_Brief_:
Return, word for word, only the lines of the data below that lie between the line with "Zero every value" and the line with "for v in signal.values.iter_mut()", those two lines included.

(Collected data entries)
____
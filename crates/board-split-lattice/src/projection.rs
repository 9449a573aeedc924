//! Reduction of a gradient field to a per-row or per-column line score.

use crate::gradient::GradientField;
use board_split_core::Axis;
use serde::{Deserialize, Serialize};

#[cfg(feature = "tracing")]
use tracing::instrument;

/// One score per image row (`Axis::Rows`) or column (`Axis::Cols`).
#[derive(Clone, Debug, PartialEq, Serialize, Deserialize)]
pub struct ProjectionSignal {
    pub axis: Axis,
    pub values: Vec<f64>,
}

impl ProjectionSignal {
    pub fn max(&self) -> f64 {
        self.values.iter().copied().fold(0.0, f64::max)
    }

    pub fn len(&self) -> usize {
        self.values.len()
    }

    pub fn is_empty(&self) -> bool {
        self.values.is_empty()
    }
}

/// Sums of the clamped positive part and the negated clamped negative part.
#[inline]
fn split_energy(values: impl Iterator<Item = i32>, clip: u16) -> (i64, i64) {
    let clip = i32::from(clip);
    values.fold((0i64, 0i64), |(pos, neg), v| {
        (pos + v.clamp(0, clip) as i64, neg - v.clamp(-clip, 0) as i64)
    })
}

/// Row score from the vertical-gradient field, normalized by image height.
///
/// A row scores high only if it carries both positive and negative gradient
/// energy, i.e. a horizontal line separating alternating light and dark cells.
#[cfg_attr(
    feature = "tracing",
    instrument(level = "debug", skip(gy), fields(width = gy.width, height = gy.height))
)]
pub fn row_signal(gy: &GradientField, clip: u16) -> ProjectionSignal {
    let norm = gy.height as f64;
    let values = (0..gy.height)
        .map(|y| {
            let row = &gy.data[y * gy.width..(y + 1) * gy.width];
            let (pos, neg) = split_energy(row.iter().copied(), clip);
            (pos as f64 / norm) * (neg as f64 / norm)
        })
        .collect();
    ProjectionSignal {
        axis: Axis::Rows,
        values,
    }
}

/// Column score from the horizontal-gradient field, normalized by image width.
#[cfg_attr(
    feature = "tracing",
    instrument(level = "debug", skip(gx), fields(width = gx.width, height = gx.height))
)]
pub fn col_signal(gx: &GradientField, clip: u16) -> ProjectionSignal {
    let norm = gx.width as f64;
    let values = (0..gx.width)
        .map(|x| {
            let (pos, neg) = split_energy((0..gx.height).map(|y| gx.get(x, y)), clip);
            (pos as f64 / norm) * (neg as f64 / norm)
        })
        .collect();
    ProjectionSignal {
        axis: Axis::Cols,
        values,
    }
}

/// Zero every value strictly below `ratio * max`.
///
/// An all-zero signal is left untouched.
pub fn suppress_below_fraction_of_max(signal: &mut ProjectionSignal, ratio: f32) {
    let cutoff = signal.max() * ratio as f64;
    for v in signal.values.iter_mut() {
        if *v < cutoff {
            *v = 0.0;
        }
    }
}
____
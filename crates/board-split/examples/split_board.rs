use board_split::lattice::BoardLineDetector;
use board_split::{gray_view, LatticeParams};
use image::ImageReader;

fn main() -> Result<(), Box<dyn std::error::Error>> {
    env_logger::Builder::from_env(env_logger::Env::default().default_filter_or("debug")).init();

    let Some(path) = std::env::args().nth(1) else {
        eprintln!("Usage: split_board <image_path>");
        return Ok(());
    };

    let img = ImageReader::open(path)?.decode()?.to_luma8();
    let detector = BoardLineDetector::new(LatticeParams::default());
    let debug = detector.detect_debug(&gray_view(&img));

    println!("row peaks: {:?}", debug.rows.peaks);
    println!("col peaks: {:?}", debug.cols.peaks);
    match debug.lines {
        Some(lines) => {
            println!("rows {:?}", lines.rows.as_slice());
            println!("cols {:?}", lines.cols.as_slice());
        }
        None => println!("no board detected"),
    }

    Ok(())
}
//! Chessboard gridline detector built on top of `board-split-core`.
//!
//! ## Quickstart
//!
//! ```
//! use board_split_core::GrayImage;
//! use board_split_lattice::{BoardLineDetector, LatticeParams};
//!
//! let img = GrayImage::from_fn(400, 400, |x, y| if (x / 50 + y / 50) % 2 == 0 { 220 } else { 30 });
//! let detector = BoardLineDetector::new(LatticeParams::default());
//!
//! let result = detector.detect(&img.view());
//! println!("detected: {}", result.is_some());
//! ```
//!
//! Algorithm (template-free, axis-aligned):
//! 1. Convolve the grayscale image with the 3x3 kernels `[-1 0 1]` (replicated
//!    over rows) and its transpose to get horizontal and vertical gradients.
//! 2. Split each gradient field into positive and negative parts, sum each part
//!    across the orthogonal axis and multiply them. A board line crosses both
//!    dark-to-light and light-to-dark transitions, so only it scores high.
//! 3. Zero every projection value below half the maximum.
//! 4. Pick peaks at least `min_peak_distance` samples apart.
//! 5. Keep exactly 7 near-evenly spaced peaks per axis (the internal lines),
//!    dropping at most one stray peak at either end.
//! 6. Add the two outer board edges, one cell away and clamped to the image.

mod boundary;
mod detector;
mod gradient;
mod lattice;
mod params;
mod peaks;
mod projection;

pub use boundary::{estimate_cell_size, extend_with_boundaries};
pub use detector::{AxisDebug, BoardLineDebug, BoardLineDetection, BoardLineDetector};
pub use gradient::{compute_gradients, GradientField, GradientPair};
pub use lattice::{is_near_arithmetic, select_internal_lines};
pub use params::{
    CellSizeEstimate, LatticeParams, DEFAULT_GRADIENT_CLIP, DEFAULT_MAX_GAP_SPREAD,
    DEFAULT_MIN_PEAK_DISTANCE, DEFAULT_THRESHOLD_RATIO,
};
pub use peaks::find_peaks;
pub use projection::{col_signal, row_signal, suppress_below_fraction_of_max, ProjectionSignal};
____
_Answer to the exercise_:
/// Zero every value strictly below `ratio * max`.
///
/// An all-zero signal is left untouched.
pub fn suppress_below_fraction_of_max(signal: &mut ProjectionSignal, ratio: f32) {
    let cutoff = signal.max() * ratio as f64;
    for v in signal.values.iter_mut() {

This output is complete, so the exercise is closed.